Ella fue al cuarto del bebé. Se paró junto a la cuna, mirando a Mateo. No lo tocó. Solo lo miraba, con los brazos cruzados, como quien verifica que todo esté en su lugar.

—¿Mi mamá? —pregunté.

—No va a venir. Hablé con ella antes de subirme al Uber.

Me quedé callado.

—Le dije que necesitamos un mes sin visitas —continuó Valeria—. Sin caldo, sin globos, sin acordeones. Un mes para nosotros tres.

—¿Y qué dijo?

—Que entendía.

Esperaba otra cosa. Una disculpa, un discurso, un reclamo. Nada. Solo esa calma que yo no le conocía. Valeria se sentó en la orilla de la cama y exhaló profundamente. No me miró. Miraba a Mateo.

—Ángel, voy a ser clara contigo. Yo no regresé por ti. Regresé por él.

Asentí. No pude decir nada.

—Le puse una fecha a tu mamá. Treinta días sin aparecer. Si la veo por aquí antes de eso, no vuelvo a dormir en esta casa.

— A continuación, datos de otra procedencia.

//! Request-level operations over groups and expenses.
//!
//! Every group mutation follows the same shape: load the group, apply the
//! change in memory, then write it back conditioned on the version that was
//! read. The write carries the whole group document, so an expense and its
//! splits are created (or amended, or removed) together or not at all.

use std::sync::Arc;

use chrono::{NaiveDate, Utc};
use rust_decimal::Decimal;
use serde::Deserialize;
use tracing::{info, warn};
use uuid::Uuid;

use crate::balance::{compute_balance_from_group, Balance};
use crate::error::LedgerError;
use crate::schemas::{Expense, Group, Member, Split};
use crate::split::{compute_splits, validate_amount, SplitPolicy};
use crate::store::ExpenseStore;

const MAX_WRITE_ATTEMPTS: usize = 3;

#[derive(Clone, Debug, Deserialize)]
pub struct NewGroup {
    pub name: String,
    #[serde(default)]
    pub description: String,
}

/// Payload for creating or amending a shared expense.
#[derive(Clone, Debug, Deserialize)]
pub struct NewSharedExpense {
    pub title: String,
    #[serde(default)]
    pub description: String,
    pub amount: Decimal,
    pub date: Option<NaiveDate>,
    pub category: Option<String>,
    pub policy: SplitPolicy,
}

#[derive(Clone, Debug, Deserialize)]
pub struct NewPersonalExpense {
    pub title: String,
    #[serde(default)]
    pub description: String,
    pub amount: Decimal,
    pub date: Option<NaiveDate>,
    pub category: Option<String>,
}

pub struct Ledger {
    store: Arc<dyn ExpenseStore>,
}

impl Ledger {
    pub fn new(store: Arc<dyn ExpenseStore>) -> Self {
        Ledger { store }
    }

    pub async fn create_group(
        &self,
        actor: &str,
        id: String,
        new_group: NewGroup,
    ) -> Result<Group, LedgerError> {
        let group = Group::new(id, new_group.name, new_group.description, actor.to_string());
        self.store.insert_group(&group).await?;
        info!(group = %group.id, creator = actor, "group created");
        Ok(group)
    }

    pub async fn group(&self, actor: &str, id: &str) -> Result<Group, LedgerError> {
        let group = self.load_group(id).await?;
        require_member(&group, actor)?;
        Ok(group)
    }

    pub async fn balances(&self, actor: &str, id: &str) -> Result<Balance, LedgerError> {
        let group = self.group(actor, id).await?;
        Ok(compute_balance_from_group(&group))
    }

    pub async fn join_group(&self, actor: &str, id: &str) -> Result<Group, LedgerError> {
        self.mutate_group(id, |group| {
            add_member(group, actor)?;
            Ok(group.clone())
        })
        .await
    }

    pub async fn add_member(
        &self,
        actor: &str,
        id: &str,
        nick: &str,
    ) -> Result<Group, LedgerError> {
        self.mutate_group(id, |group| {
            require_admin(group, actor, "add members")?;
            add_member(group, nick)?;
            Ok(group.clone())
        })
        .await
    }

    pub async fn leave_group(&self, actor: &str, id: &str) -> Result<(), LedgerError> {
        self.mutate_group(id, |group| remove_member(group, actor))
            .await
    }

    pub async fn remove_member(
        &self,
        actor: &str,
        id: &str,
        nick: &str,
    ) -> Result<(), LedgerError> {
        self.mutate_group(id, |group| {
            require_admin(group, actor, "remove members")?;
            remove_member(group, nick)
        })
        .await
    }

    /// Records an expense paid by `actor` and splits it among the current
    /// members. The payer's own share is settled from the start.
    pub async fn add_shared_expense(
        &self,
        actor: &str,
        group_id: &str,
        new_expense: NewSharedExpense,
    ) -> Result<Expense, LedgerError> {
        let expense = self
            .mutate_group(group_id, |group| {
                require_member(group, actor)?;
                let now = Utc::now();
                let splits = build_splits(group, actor, &new_expense)?;
                let expense = Expense {
                    id: Uuid::new_v4().to_string(),
                    title: new_expense.title.clone(),
                    description: new_expense.description.clone(),
                    amount: new_expense.amount,
                    payer: actor.to_string(),
                    date: new_expense.date.unwrap_or_else(|| now.date_naive()),
                    category: new_expense.category.clone(),
                    group: Some(group.id.clone()),
                    policy: Some(new_expense.policy.clone()),
                    splits,
                    created_at: now,
                    updated_at: now,
                };
                group.expenses.push(expense.clone());
                Ok(expense)
            })
            .await?;
        info!(
            group = group_id,
            expense = %expense.id,
            amount = %expense.amount,
            policy = expense.policy.as_ref().map(SplitPolicy::name),
            "shared expense added"
        );
        Ok(expense)
    }

    /// Replaces the details and splits of an expense nobody has settled yet.
    pub async fn update_shared_expense(
        &self,
        actor: &str,
        group_id: &str,
        expense_id: &str,
        changes: NewSharedExpense,
    ) -> Result<Expense, LedgerError> {
        self.mutate_group(group_id, |group| {
            let payer = editable_expense(group, actor, expense_id)?.payer.clone();
            let splits = build_splits(group, &payer, &changes)?;
            let expense = group
                .expense_mut(expense_id)
                .ok_or_else(|| LedgerError::ExpenseNotFound(expense_id.to_string()))?;
            expense.title = changes.title.clone();
            expense.description = changes.description.clone();
            expense.amount = changes.amount;
            if let Some(date) = changes.date {
                expense.date = date;
            }
            expense.category = changes.category.clone();
            expense.policy = Some(changes.policy.clone());
            expense.splits = splits;
            expense.updated_at = Utc::now();
            Ok(expense.clone())
        })
        .await
    }

    pub async fn delete_shared_expense(
        &self,
        actor: &str,
        group_id: &str,
        expense_id: &str,
    ) -> Result<(), LedgerError> {
        self.mutate_group(group_id, |group| {
            editable_expense(group, actor, expense_id)?;
            group.expenses.retain(|expense| expense.id != expense_id);
            Ok(())
        })
        .await?;
        info!(group = group_id, expense = expense_id, "shared expense deleted");
        Ok(())
    }

    /// Marks the actor's split on an expense as paid.
    pub async fn settle_split(
        &self,
        actor: &str,
        group_id: &str,
        expense_id: &str,
    ) -> Result<Split, LedgerError> {
        let split = self
            .mutate_group(group_id, |group| {
                require_member(group, actor)?;
                let expense = group
                    .expense_mut(expense_id)
                    .ok_or_else(|| LedgerError::ExpenseNotFound(expense_id.to_string()))?;
                let split = expense
                    .splits
                    .iter_mut()
                    .find(|split| split.member == actor)
                    .ok_or_else(|| LedgerError::NoSplit {
                        expense: expense_id.to_string(),
                        member: actor.to_string(),
                    })?;
                if split.settled {
                    return Err(LedgerError::AlreadySettled {
                        expense: expense_id.to_string(),
                        member: actor.to_string(),
                    });
                }
                split.settled = true;
                split.settled_at = Some(Utc::now());
                Ok(split.clone())
            })
            .await?;
        info!(group = group_id, expense = expense_id, member = actor, "split settled");
        Ok(split)
    }

    pub async fn record_personal_expense(
        &self,
        actor: &str,
        new_expense: NewPersonalExpense,
    ) -> Result<Expense, LedgerError> {
        validate_amount(new_expense.amount)?;
        let now = Utc::now();
        let expense = Expense {
            id: Uuid::new_v4().to_string(),
            title: new_expense.title,
            description: new_expense.description,
            amount: new_expense.amount,
            payer: actor.to_string(),
            date: new_expense.date.unwrap_or_else(|| now.date_naive()),
            category: new_expense.category,
            group: None,
            policy: None,
            splits: vec![],
            created_at: now,
            updated_at: now,
        };
        self.store.insert_personal_expense(&expense).await?;
        Ok(expense)
    }

    pub async fn personal_expenses(&self, actor: &str) -> Result<Vec<Expense>, LedgerError> {
        Ok(self.store.personal_expenses(actor).await?)
    }

    async fn load_group(&self, id: &str) -> Result<Group, LedgerError> {
        self.store
            .find_group(id)
            .await?
            .ok_or_else(|| LedgerError::GroupNotFound(id.to_string()))
    }

    /// Applies `change` to the latest stored version of a group and writes it
    /// back, retrying when a concurrent writer bumped the version first.
    async fn mutate_group<T>(
        &self,
        id: &str,
        mut change: impl FnMut(&mut Group) -> Result<T, LedgerError>,
    ) -> Result<T, LedgerError> {
        for attempt in 1..=MAX_WRITE_ATTEMPTS {
            let mut group = self.load_group(id).await?;
            let expected_version = group.version;
            let outcome = change(&mut group)?;
            group.version += 1;
            group.updated_at = Utc::now();
            if self.store.replace_group(&group, expected_version).await? {
                return Ok(outcome);
            }
            warn!(group = id, attempt, "group changed concurrently, retrying");
        }
        Err(LedgerError::Conflict(id.to_string()))
    }
}

fn require_member(group: &Group, nick: &str) -> Result<(), LedgerError> {
    if group.is_member(nick) {
        Ok(())
    } else {
        Err(LedgerError::NotMember {
            group: group.id.clone(),
            member: nick.to_string(),
        })
    }
}

fn require_admin(group: &Group, nick: &str, action: &'static str) -> Result<(), LedgerError> {
    require_member(group, nick)?;
    if group.is_admin(nick) {
        Ok(())
    } else {
        Err(LedgerError::NotAdmin(action))
    }
}

fn add_member(group: &mut Group, nick: &str) -> Result<(), LedgerError> {
    if group.is_member(nick) {
        return Err(LedgerError::AlreadyMember {
            group: group.id.clone(),
            member: nick.to_string(),
        });
    }
    group.members.push(Member {
        nick: nick.to_string(),
        is_admin: false,
        joined_at: Utc::now(),
    });
    Ok(())
}

fn remove_member(group: &mut Group, nick: &str) -> Result<(), LedgerError> {
    require_member(group, nick)?;
    if group.has_unsettled_splits(nick) {
        return Err(LedgerError::UnsettledSplits {
            group: group.id.clone(),
            member: nick.to_string(),
        });
    }
    group.members.retain(|member| member.nick != nick);
    Ok(())
}

/// Looks up an expense the actor may still change.
fn editable_expense<'a>(
    group: &'a Group,
    actor: &str,
    expense_id: &str,
) -> Result<&'a Expense, LedgerError> {
    require_member(group, actor)?;
    let expense = group
        .expense(expense_id)
        .ok_or_else(|| LedgerError::ExpenseNotFound(expense_id.to_string()))?;
    if expense.payer != actor && !group.is_admin(actor) {
        return Err(LedgerError::NotPayer(expense_id.to_string()));
    }
    if expense.is_locked() {
        return Err(LedgerError::ExpenseLocked(expense_id.to_string()));
    }
    Ok(expense)
}

fn build_splits(
    group: &Group,
    payer: &str,
    new_expense: &NewSharedExpense,
) -> Result<Vec<Split>, LedgerError> {
    let now = Utc::now();
    let shares = compute_splits(new_expense.amount, &group.member_nicks(), &new_expense.policy)?;
    Ok(shares
        .into_iter()
        .map(|share| {
            let own_share = share.member == payer;
            Split {
                member: share.member,
                amount: share.amount,
                percentage: share.percentage,
                settled: own_share,
                settled_at: own_share.then_some(now),
            }
        })
        .collect())
}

La miré. Estaba hablando en serio. No era amenaza. Era un plan, de esos que ya había armado en silencio, con la misma calma con la que reservó un hotel y pidió un Uber frente a toda mi familia.

—Voy a arreglar el patio —dije, sin pensarlo.

Valeria levantó una ceja.

—No sé. Nunca lo arreglo. Lleva no sé cuántos meses con la pila de madera acumulada y las bolsas de cemento… —me detuve. No era el momento. Pero era lo único que sabía hacer con las manos que no fuera mi teléfono. Lo único que no implicaba pedir perdón con palabras vacías.

—No me prometas cosas, Ángel.

—No es promesa. Es una forma de empezar.

Ella se encogió de hombros. Se acostó en la cama, de espaldas, encogida, y en menos de un minuto se quedó dormida. Yo me quedé sentado en la silla, mirando a mi esposa y a mi hijo, y entendí algo que me supo a medicina amarga: yo no era el héroe de esta historia. Era el que había tardado diecisiete horas en aprender lo que ella ya sabía desde antes de pedirme que no llamara a nadie.

Esa tarde, mientras Valeria descansaba y Mateo dormía en su cuna, bajé al patio. Tomé la pala. Comencé a mover la pila de madera, tabla por tabla. Bajo el sol de San Antonio, con las manos ardiendo y la camisa todavía manchada de fórmula seca, estuve horas, hasta que las primeras luciérnagas se encendieron en las buganvilias del cerco.

A las ocho de la noche, mi madre escribió al grupo familiar:

«Mañana llevo caldo de pollo para Mateo.»

Le contesté yo, delante de Valeria, con el celular sobre la mesa.

«No, mami. Usted y yo hablamos el sábado. En su casa. Sin fotógrafo.»

Silencio. Vi que escribía, borraba, escribía otra vez. Al final solo mandó un pulgar arriba. Azul.

Valeria no sonrió. No dijo gracias. Solo se levantó a cambiarle el pañal a Mateo. Y yo me quedé con la pala en la mano, mirando la luna saliendo detrás del mezquite del patio, sabiendo que por fin había hecho lo que debí hacer desde el principio: callar el acordeón.